Listening to loud music through trendy headphones is destroying youngsters’ hearing – and could have ‘lifelong consequences’, warns new research.
Scientists, who studied more than 5,000 children aged nine to 11-years-old over three years, found one in seven of the youngsters had suffered some hearing loss.
They say that it is the first time the association between portable music devices and ‘noise induced hearing loss’ has been reported in such a young age group.
The researchers, from Erasmus Medical Centre in Holland, say the worrying findings suggest the need for early education on how to use portable music players responsibly.
Study leader Dr Carlijn le Clercq said: "In this study, 14.2 per cent of school-aged children showed audiometric notches or high-frequency hearing loss.
"This hearing impairment is already present prior to exposure to known noise hazards, such as club and concert attendance, and may have lifelong consequences.
"Repeated measurements are needed to confirm the association of portable music player use with hearing impairment in children."
Parents were asked about the average frequency per week that their children listened to music with headphones, the listening time on an average day, and the usual volume level of the devices that include, Iphones, Ipads, tablets and anything that uses sound through headphones.
A total of 5,862 children visited the research centre in Rotterdam for an ‘extensive physical examination’. Of these children, 5,355 completed pure-tone audiometry at all frequencies and were eligible for inclusion.
Based on certain criteria, 2,239 participants were excluded from the analyses because of missing or failed ‘tympanometry’ – or an examantation on the middle ear.
The final analytical sample included 3,116 participants aged nine to 11 with complete and adequate audiometry data.
Dr le Clercq said: "Noise-induced hearing loss is considered to be a cumulative process."
The researchers also warned that high use of headphones can lead to issues such as tinnitus .
Dr le Clercq added: "Although not conclusive, our findings suggest a possible association of PMP use with high-frequency HI. To our knowledge, this is the first time this association has been reported in such a young age group, suggesting a need for early education on the risks of PMP use in children and young adolescents.
"Future repeated assessments are essential to provide clarity on this association and whether the obtained results truly represent NIHL at young age."
The findings were published in the journal JAMA Otolaryngology – Head and Neck Surgery,
In a separate study, Dr Kevin Franck, a hearing loss expert, examined the role that smartphones could have in actually saving people’s hearing.

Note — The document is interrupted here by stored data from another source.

use std::str::FromStr;

use alloy_primitives::{B256, SignatureError};
use alloy_signer::SignerSync;
use alloy_signer_local::{LocalSignerError, PrivateKeySigner};
use committable::{Commitment, Committable, RawCommitmentBuilder};
use serde::{Deserialize, Deserializer, Serialize, Serializer};

// Address wrapper
#[derive(
    Debug, Default, Copy, Clone, PartialEq, Eq, Hash, Serialize, Deserialize, PartialOrd, Ord,
)]
#[serde(transparent)]
pub struct Address(alloy_primitives::Address);

impl Address {
    pub fn zero() -> Self {
        Self(alloy_primitives::Address::ZERO)
    }

    pub fn is_zero(&self) -> bool {
        self.0.is_zero()
    }
}

impl std::ops::Deref for Address {
    type Target = alloy_primitives::Address;

    fn deref(&self) -> &Self::Target {
        &self.0
    }
}

impl std::fmt::Display for Address {
    fn fmt(&self, f: &mut std::fmt::Formatter<'_>) -> std::fmt::Result {
        write!(f, "{}", self.0)
    }
}

impl FromStr for Address {
    type Err = <alloy_primitives::Address as FromStr>::Err;

    fn from_str(s: &str) -> Result<Self, Self::Err> {
        s.parse().map(Self)
    }
}

impl From<alloy_primitives::Address> for Address {
    fn from(address: alloy_primitives::Address) -> Self {
        Address(address)
    }
}

impl From<Address> for alloy_primitives::Address {
    fn from(eth_address: Address) -> Self {
        eth_address.0
    }
}

impl Committable for Address {
    fn commit(&self) -> Commitment<Self> {
        RawCommitmentBuilder::new("Address")
            .fixed_size_bytes(&self.0.0)
            .finalize()
    }
}

// Signature wrapper, serialized as 65 hex-encoded bytes (r, s, v).
#[derive(Debug, Clone, Copy, PartialEq, Eq, Hash)]
pub struct Signature(alloy_primitives::Signature);

impl Signature {
    pub fn to_bytes(&self) -> [u8; 65] {
        self.0.as_bytes()
    }

    pub fn from_bytes(b: &[u8]) -> Result<Self, SignatureError> {
        alloy_primitives::Signature::from_raw(b).map(Self)
    }

    /// Recover the signer of an EIP-191 personal message.
    pub fn recover_from_msg(&self, msg: &[u8]) -> Result<Address, SignatureError> {
        self.0.recover_address_from_msg(msg).map(Address)
    }

    /// Recover the signer of a prehashed message.
    pub fn recover_from_hash(&self, hash: &B256) -> Result<Address, SignatureError> {
        self.0.recover_address_from_prehash(hash).map(Address)
    }
}

impl std::ops::Deref for Signature {
    type Target = alloy_primitives::Signature;

    fn deref(&self) -> &Self::Target {
        &self.0
    }
}

impl From<alloy_primitives::Signature> for Signature {
    fn from(s: alloy_primitives::Signature) -> Self {
        Self(s)
    }
}

impl Ord for Signature {
    fn cmp(&self, other: &Self) -> std::cmp::Ordering {
        self.0.as_bytes().cmp(&other.0.as_bytes())
    }
}

impl PartialOrd for Signature {
    fn partial_cmp(&self, other: &Self) -> Option<std::cmp::Ordering> {
        Some(self.cmp(other))
    }
}

impl Serialize for Signature {
    fn serialize<S: Serializer>(&self, s: S) -> Result<S::Ok, S::Error> {
        alloy_primitives::Bytes::copy_from_slice(&self.to_bytes()).serialize(s)
    }
}

impl<'de> Deserialize<'de> for Signature {
    fn deserialize<D: Deserializer<'de>>(d: D) -> Result<Self, D::Error> {
        let b = alloy_primitives::Bytes::deserialize(d)?;
        Self::from_bytes(&b).map_err(serde::de::Error::custom)
    }
}

impl Committable for Signature {
    fn commit(&self) -> Commitment<Self> {
        RawCommitmentBuilder::new("Signature")
            .fixed_size_bytes(&self.to_bytes())
            .finalize()
    }
}

// Signer wrapper
#[derive(Clone)]
pub struct Signer(PrivateKeySigner);

impl Signer {
    pub fn random() -> Self {
        Self(PrivateKeySigner::random())
    }

    pub fn address(&self) -> Address {
        Address(self.0.address())
    }

    pub fn sign_message(&self, msg: &[u8]) -> Result<Signature, alloy_signer::Error> {
        self.0.sign_message_sync(msg).map(Signature)
    }

    pub fn sign_hash(&self, hash: &B256) -> Result<Signature, alloy_signer::Error> {
        self.0.sign_hash_sync(hash).map(Signature)
    }

    pub fn inner(&self) -> &PrivateKeySigner {
        &self.0
    }
}

impl std::fmt::Debug for Signer {
    fn fmt(&self, f: &mut std::fmt::Formatter<'_>) -> std::fmt::Result {
        f.debug_tuple("Signer").field(&self.0.address()).finish()
    }
}

impl FromStr for Signer {
    type Err = LocalSignerError;

    fn from_str(s: &str) -> Result<Self, Self::Err> {
        PrivateKeySigner::from_str(s).map(Self)
    }
}

impl From<PrivateKeySigner> for Signer {
    fn from(signer: PrivateKeySigner) -> Self {
        Signer(signer)
    }
}

#[derive(
    Debug, Default, Copy, Clone, PartialEq, Eq, Hash, PartialOrd, Ord, Serialize, Deserialize,
)]
#[serde(transparent)]
pub struct ChainId(alloy_primitives::ChainId);

impl From<u64> for ChainId {
    fn from(value: u64) -> Self {
        ChainId(value)
    }
}

impl From<ChainId> for u64 {
    fn from(value: ChainId) -> Self {
        value.0
    }
}

impl std::fmt::Display for ChainId {
    fn fmt(&self, f: &mut std::fmt::Formatter<'_>) -> std::fmt::Result {
        write!(f, "{}", self.0)
    }
}

impl Committable for ChainId {
    fn commit(&self) -> Commitment<Self> {
        RawCommitmentBuilder::new("ChainId").u64(self.0).finalize()
    }
}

Referencing Dr le Clercq’s study, he said: "Modern portable music players are systems far more capable of being actively engaged in measuring, promoting, and communicating healthy hearing.

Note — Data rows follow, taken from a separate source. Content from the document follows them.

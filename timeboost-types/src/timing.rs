use std::time::Duration;

use serde::{Deserialize, Serialize};

use crate::{Round, Timestamp};

/// Round timing parameters of the auction contract.
///
/// Rounds are contiguous, zero-based windows of `round` length starting at
/// `offset`. The last `closing` of a round is the auction-closing window for
/// the round that follows it, and the `reserve` before that is the window in
/// which the reserve price may still change.
#[derive(Debug, Clone, Copy, PartialEq, Eq, Serialize, Deserialize)]
#[serde(try_from = "TimingParams", into = "TimingParams")]
pub struct RoundTimingInfo {
    offset: Timestamp,
    round: Duration,
    closing: Duration,
    reserve: Duration,
}

#[derive(Debug, thiserror::Error, PartialEq, Eq)]
#[non_exhaustive]
pub enum InvalidTiming {
    #[error("round duration must be non-zero")]
    ZeroRoundDuration,

    #[error("auction closing ({closing:?}) plus reserve submission ({reserve:?}) exceed round duration ({round:?})")]
    WindowsExceedRound {
        round: Duration,
        closing: Duration,
        reserve: Duration,
    },

    #[error("resolution wait time {wait:?} must be shorter than the closing window {closing:?}")]
    ResolutionWaitTooLong { wait: Duration, closing: Duration },
}

impl RoundTimingInfo {
    pub fn new(
        offset: Timestamp,
        round: Duration,
        closing: Duration,
        reserve: Duration,
    ) -> Result<Self, InvalidTiming> {
        if round.as_millis() == 0 {
            return Err(InvalidTiming::ZeroRoundDuration);
        }
        if closing + reserve > round {
            return Err(InvalidTiming::WindowsExceedRound {
                round,
                closing,
                reserve,
            });
        }
        Ok(Self {
            offset,
            round,
            closing,
            reserve,
        })
    }

    pub fn offset(&self) -> Timestamp {
        self.offset
    }

    pub fn round_duration(&self) -> Duration {
        self.round
    }

    pub fn closing_duration(&self) -> Duration {
        self.closing
    }

    pub fn reserve_submission_duration(&self) -> Duration {
        self.reserve
    }

    fn round_millis(&self) -> u64 {
        self.round.as_millis() as u64
    }

    /// The round containing `t`.
    ///
    /// Times before the offset belong to round 0.
    pub fn round_of(&self, t: Timestamp) -> Round {
        let since = t.as_millis().saturating_sub(self.offset.as_millis());
        Round::from(since / self.round_millis())
    }

    pub fn current_round(&self) -> Round {
        self.round_of(Timestamp::now())
    }

    /// The round whose auction is open (or closing) at `t`.
    pub fn auction_round(&self, t: Timestamp) -> Round {
        self.round_of(t).next()
    }

    /// Start time of round `r`.
    pub fn round_start(&self, r: Round) -> Timestamp {
        Timestamp::from_millis(
            self.offset
                .as_millis()
                .saturating_add(u64::from(r).saturating_mul(self.round_millis())),
        )
    }

    pub fn time_til_next_round(&self, t: Timestamp) -> Duration {
        let next = self.round_start(self.round_of(t).next());
        next.saturating_duration_since(t.max(self.offset))
    }

    /// Is `t` within the last `closing` duration of its round?
    pub fn is_in_auction_closing_window(&self, t: Timestamp) -> bool {
        self.time_til_next_round(t) <= self.closing
    }

    /// Has the reserve price of the auction open at `t` been locked?
    pub fn is_reserve_price_locked(&self, t: Timestamp) -> bool {
        self.time_til_next_round(t) <= self.closing + self.reserve
    }

    /// The instant at which bidding for round `r` closes.
    pub fn auction_closing_time(&self, r: Round) -> Timestamp {
        self.round_start(r) - self.closing
    }

    /// Has the auction for round `r` closed at time `t`?
    pub fn is_auction_closed(&self, r: Round, t: Timestamp) -> bool {
        t >= self.auction_closing_time(r)
    }

    pub fn validate_resolution_wait(&self, wait: Duration) -> Result<(), InvalidTiming> {
        if wait >= self.closing {
            return Err(InvalidTiming::ResolutionWaitTooLong {
                wait,
                closing: self.closing,
            });
        }
        Ok(())
    }
}

/// Serialized form, durations in milliseconds.
#[derive(Serialize, Deserialize)]
#[serde(rename_all = "kebab-case")]
struct TimingParams {
    offset: Timestamp,
    round_ms: u64,
    closing_ms: u64,
    reserve_ms: u64,
}

impl TryFrom<TimingParams> for RoundTimingInfo {
    type Error = InvalidTiming;

    fn try_from(p: TimingParams) -> Result<Self, Self::Error> {
        Self::new(
            p.offset,
            Duration::from_millis(p.round_ms),
            Duration::from_millis(p.closing_ms),
            Duration::from_millis(p.reserve_ms),
        )
    }
}

impl From<RoundTimingInfo> for TimingParams {
    fn from(t: RoundTimingInfo) -> Self {
        Self {
            offset: t.offset,
            round_ms: t.round.as_millis() as u64,
            closing_ms: t.closing.as_millis() as u64,
            reserve_ms: t.reserve.as_millis() as u64,
        }
    }
}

"They can limit the dose of dangerous sound output only when necessary and can be part of the solution when hearing loss occurs."

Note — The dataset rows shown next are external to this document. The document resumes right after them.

//! A durable, at-least-once bid queue shared by validators and the auctioneer.
//!
//! Bids are appended as JSON lines to one file per round. Consumers keep a
//! byte cursor per round file and only ever see complete lines. A round's
//! file is removed once the round has been resolved, so a restarted
//! consumer replays every bid of a round that has not been resolved yet.

use std::collections::HashMap;
use std::io;
use std::path::{Path, PathBuf};
use std::sync::Arc;
use std::time::Duration;

use serde::{Deserialize, Serialize};
use timeboost_types::{Round, SignedBid, Timestamp};
use tokio::fs;
use tokio::io::AsyncWriteExt;
use tokio::sync::{Mutex, Notify};
use tokio::time::timeout;
use tracing::{debug, warn};

const PREFIX: &str = "round-";
const SUFFIX: &str = ".jsonl";

/// A validated bid as stored in the queue.
#[derive(Debug, Clone, PartialEq, Eq, Serialize, Deserialize)]
pub struct QueuedBid {
    pub bid: SignedBid,
    pub received: Timestamp,
}

#[derive(Debug, thiserror::Error)]
#[non_exhaustive]
pub enum QueueError {
    #[error("queue i/o error on {0}: {1}")]
    Io(PathBuf, #[source] io::Error),

    #[error("failed to encode bid: {0}")]
    Encode(#[from] serde_json::Error),
}

#[derive(Debug, Clone)]
pub struct BidQueue {
    dir: PathBuf,
    notify: Arc<Notify>,
    append: Arc<Mutex<()>>,
}

impl BidQueue {
    pub async fn open<P: AsRef<Path>>(dir: P) -> Result<Self, QueueError> {
        let dir = dir.as_ref().to_path_buf();
        fs::create_dir_all(&dir)
            .await
            .map_err(|e| QueueError::Io(dir.clone(), e))?;
        Ok(Self {
            dir,
            notify: Arc::new(Notify::new()),
            append: Arc::new(Mutex::new(())),
        })
    }

    pub fn dir(&self) -> &Path {
        &self.dir
    }

    fn path(&self, r: Round) -> PathBuf {
        self.dir.join(format!("{PREFIX}{r}{SUFFIX}"))
    }

    /// Durably append a bid to its round's file.
    pub async fn push(&self, b: &QueuedBid) -> Result<(), QueueError> {
        let mut line = serde_json::to_vec(b)?;
        line.push(b'\n');
        let path = self.path(b.bid.round());
        let _guard = self.append.lock().await;
        let mut f = fs::OpenOptions::new()
            .create(true)
            .append(true)
            .open(&path)
            .await
            .map_err(|e| QueueError::Io(path.clone(), e))?;
        f.write_all(&line)
            .await
            .map_err(|e| QueueError::Io(path.clone(), e))?;
        f.sync_data()
            .await
            .map_err(|e| QueueError::Io(path.clone(), e))?;
        self.notify.notify_waiters();
        Ok(())
    }

    /// Drop all bids of a round.
    pub async fn ack(&self, r: Round) -> Result<(), QueueError> {
        let path = self.path(r);
        match fs::remove_file(&path).await {
            Ok(()) => {
                debug!(round = %r, "bids acknowledged");
                Ok(())
            }
            Err(e) if e.kind() == io::ErrorKind::NotFound => Ok(()),
            Err(e) => Err(QueueError::Io(path, e)),
        }
    }

    /// Rounds with unacknowledged bids.
    pub async fn rounds(&self) -> Result<Vec<Round>, QueueError> {
        let mut entries = fs::read_dir(&self.dir)
            .await
            .map_err(|e| QueueError::Io(self.dir.clone(), e))?;
        let mut rounds = Vec::new();
        while let Some(e) = entries
            .next_entry()
            .await
            .map_err(|e| QueueError::Io(self.dir.clone(), e))?
        {
            let name = e.file_name();
            let Some(r) = name
                .to_str()
                .and_then(|n| n.strip_prefix(PREFIX))
                .and_then(|n| n.strip_suffix(SUFFIX))
                .and_then(|n| n.parse::<Round>().ok())
            else {
                continue;
            };
            rounds.push(r)
        }
        rounds.sort();
        Ok(rounds)
    }

    pub fn consumer(&self) -> BidConsumer {
        BidConsumer {
            queue: self.clone(),
            cursors: HashMap::new(),
        }
    }
}

/// Reads bids appended to a [`BidQueue`].
#[derive(Debug)]
pub struct BidConsumer {
    queue: BidQueue,
    cursors: HashMap<Round, usize>,
}

impl BidConsumer {
    /// Wait until a bid is pushed in this process or `max` has elapsed.
    ///
    /// Bids pushed by other processes are picked up when `max` elapses.
    pub async fn wait(&self, max: Duration) {
        let _ = timeout(max, self.queue.notify.notified()).await;
    }

    /// Read every complete bid appended since the last call.
    pub async fn poll(&mut self) -> Result<Vec<QueuedBid>, QueueError> {
        let mut bids = Vec::new();
        for r in self.queue.rounds().await? {
            self.poll_round(r, &mut bids).await?
        }
        Ok(bids)
    }

    /// Read the remaining bids of a single round.
    pub async fn poll_round(&mut self, r: Round, out: &mut Vec<QueuedBid>) -> Result<(), QueueError> {
        let path = self.queue.path(r);
        let data = match fs::read(&path).await {
            Ok(d) => d,
            Err(e) if e.kind() == io::ErrorKind::NotFound => return Ok(()),
            Err(e) => return Err(QueueError::Io(path, e)),
        };
        let cursor = self.cursors.entry(r).or_default();
        let Some(pending) = data.get(*cursor..) else {
            return Ok(());
        };
        let Some(end) = pending.iter().rposition(|b| *b == b'\n') else {
            return Ok(());
        };
        for line in pending[..end].split(|b| *b == b'\n') {
            if line.is_empty() {
                continue;
            }
            match serde_json::from_slice::<QueuedBid>(line) {
                Ok(b) => out.push(b),
                Err(err) => warn!(round = %r, %err, "skipping malformed queue entry"),
            }
        }
        *cursor += end + 1;
        Ok(())
    }

    /// Forget the cursor of an acknowledged round.
    pub fn forget(&mut self, r: Round) {
        self.cursors.remove(&r);
    }
}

Dr Franck said devices are smart enough to slowly decrease the loudness of music when it’s at a risky level, and indicate why the decrease is occurring to prevent hearing loss and educate the listener.
He said smartphones should automatically suggest visiting your GP if your hearing is affected.
Dr Franck also said that parents are partly responsible in young children developing hearing difficulties from devices.
He added: "Perhaps the parents will respond to the importance of saving their children’s’ hearing, which will result in a new generation in which healthy hearing devices are as common as sunglasses and sunscreen, and protecting and maintaining hearing health is as devoid of stigma as fitness and diet."
The NHS states gradual hearing loss in both ears is usually caused by ageing or exposure to loud noises over many years, and suggest using headphones that block out more outside noise, instead of turning up the volume.